“Go out and make me do it.”
-
FDR
As a socialist, a proud constituent of Keith Ellison, a
Sanders supporter in the primary, and a contributor to Our Revolution, I have been challenged by recent articles in The New York Times and The Washington Post, recently included
in Clippings from N. Boulder indivisible. They have caused me to think about
the principles and practicalities of threatening with primary challenges
Democratic incumbents who will not say they support single-payer health care
now. I have also heard the views of close friends, who have dedicated their
lives to public service, who share the perspective of these articles. I have the
deepest respect for their views and I want to say that I think they may be right,
and that I may be mistaken in what follows.
The disagreement is over strategy not principle. We all
share the goal of universal, government-sponsored health care. Frankly, I like
the idea of Medicaid for everybody,
as advanced by Prof. Sparer [what a delightful aptonym!]. The question is how to get there.
Pressuring sitting senators and representatives sounds
reckless, but is it? It wouldn’t be that hard for such people to “take the
pledge” and then to negotiate a compromise. Their position would be all the
stronger for their ability to point to the significant proportion of their
constituents demanding real advancement toward universal health care.
Negotiations could also take place with the Our
Revolution wing in terms of tactics (timing, alternative proposals,
practical realities). Congressional
members who took the pledge but did not perform to Our Revolution’s standards would then be primaried two years later –
or not – depending on how persuasive they could be about the practicalities.
In terms of practical realities, one remembers FDR’s famous
request of A. Randolph Philips: “I agree with you completely: now go out and
make me do it!“ I offer the attached
article by Peter Dreier on the importance of this kind of pressure and
“taking it to the streets.” [Although dated – about Obama in 2009 – it can be
translated easily by reading “Democratic incumbent” for “Obama.”] The
historical section about FDR in the middle of the piece is especially
interesting in our moment. Here’s the conclusion.
Like any successful politician,
Obama is constantly evaluating the political climate and testing the nation’s
appetite for change. Like FDR, he will be bold when he thinks the political
climate is ready for bold action. The unions, community organizing groups,
netroots groups, environmental and gay rights groups need to create a climate
that will make it easier for Obama and Congress to be bold. As FDR said, their
job is to “go out and make me do it.”
Could that be precisely what Our Revolution is trying to do?
******************************
As a postscript, I would express
slight neuralgia about the tone of the Post
op-ed. [I recommend to everyone an essay by Thomas Frank, which appeared just
before last November’s disastrous election: “Swat Team – the media’s extermination of Bernie Sanders – and real
reform”, Harpers, November
2016. The criticism is mostly based on Post
coverage of the primary campaign.] That exasperated tone communicates the view
that we on the left should just shut up
and go play in our sandbox while the adults figure out what to do.
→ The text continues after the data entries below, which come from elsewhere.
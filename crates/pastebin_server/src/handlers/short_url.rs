//! Short URL HTTP handlers.

use crate::{error::HttpError, AppState};
use axum::{
    extract::{Path, State},
    http::{header, StatusCode},
    response::IntoResponse,
    Json,
};
use pastebin_core::models::ShortUrl;

/// Register the short link for an existing paste hash.
///
/// # Returns
/// `201 Created` with the mapping.
///
/// # Errors
/// Returns 404 when no paste carries the hash and 409 when the code is taken.
pub async fn create_short_url(
    State(state): State<AppState>,
    Path(hash): Path<String>,
) -> Result<(StatusCode, Json<ShortUrl>), HttpError> {
    let short_url = state.services.short_urls.create_for_paste(&hash)?;
    Ok((StatusCode::CREATED, Json(short_url)))
}

pub async fn get_short_url(
    State(state): State<AppState>,
    Path(id): Path<String>,
) -> Result<Json<ShortUrl>, HttpError> {
    Ok(Json(state.services.short_urls.get_short_url_by_id(&id)?))
}

pub async fn delete_short_url(
    State(state): State<AppState>,
    Path(id): Path<String>,
) -> Result<StatusCode, HttpError> {
    state.services.short_urls.delete_short_url(&id)?;
    Ok(StatusCode::NO_CONTENT)
}

pub async fn list_short_urls(
    State(state): State<AppState>,
) -> Result<Json<Vec<ShortUrl>>, HttpError> {
    Ok(Json(state.services.short_urls.list_short_urls()?))
}

/// Resolve a short code to the paste content as plain text, counting the view.
///
/// # Errors
/// Returns 404 when the code or its paste does not exist.
pub async fn resolve_short_url(
    State(state): State<AppState>,
    Path(code): Path<String>,
) -> Result<impl IntoResponse, HttpError> {
    let content = state.services.short_urls.resolve_short_url(&code)?;
    Ok((
        [(header::CONTENT_TYPE, "text/plain; charset=utf-8")],
        content,
    ))
}
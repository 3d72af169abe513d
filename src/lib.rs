//! Root crate facade for the pastebin server.

pub use pastebin_server::{
    changes, config, create_app, db, error, handlers, models, resolve_bind_address, run,
    serve_router, service, shutdown_signal, spawn_background_tasks, tasks, AppError, AppState,
    BackgroundTasks, Config, Services, Storage, StorageBackend, DEFAULT_PORT,
};
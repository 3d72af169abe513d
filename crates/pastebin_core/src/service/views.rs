//! View accounting shared by paste lookups and short-link resolution.

use crate::db::Storage;
use crate::error::AppError;
use crate::models::Paste;

/// Increment the paste's own counter and mirror the view into its stats row.
///
/// The stats update is best effort; a missing stats row is not an error.
///
/// # Returns
/// The paste with its updated view count.
///
/// # Errors
/// Returns [`AppError::NotFound`] when the paste vanished before the update.
pub(crate) fn record_view(storage: &Storage, paste_id: &str) -> Result<Paste, AppError> {
    let paste = storage.pastes.modify(paste_id, &mut |p| p.views += 1)?;
    match storage.stats.modify(paste_id, &mut |s| s.views += 1) {
        Ok(_) | Err(AppError::NotFound) => {}
        Err(err) => tracing::warn!("Failed to count view for paste {}: {}", paste_id, err),
    }
    Ok(paste)
}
The prospect
of our “going out and making (Congress) do it” is impertinent and wrongheaded.
But what is our alternative? I have suggested one above, but I
have the feeling (and it is mostly a feeling) the centrist wing of the Party
seems to want us to become back-bench centrists, and to forget about the
amazing hope and sense of possibility the Sanders campaign engendered among the
young. It is not at all clear to me that this is the best way forward form
progressives. [In fairness to the Post
it also reported that “In the 2016 campaign,
Sanders won more votes among those under age 30 than the two presumptive
major-party presidential nominees combined. And it wasn't close.” - “The
Fix,” June, 2016.]
My problem with the “adults in the room” is that not only can their
experience provide practical insight, but it can also make it difficult to
imagine a fundamentally new situation. As James Russell Lowell wrote in 1845,
“time makes ancient good uncouth.” On the other hand, those with political
experience know that the center is not fixed: it has moved to the right
significantly in our own time. It may be big mistake to imagine that the point
triangulated by the New Democrat neo-liberalism 25 years ago is still the
center. There is no reason to expect even sympathetic elected leaders to move
left without our willingness to “go out and make them do it.”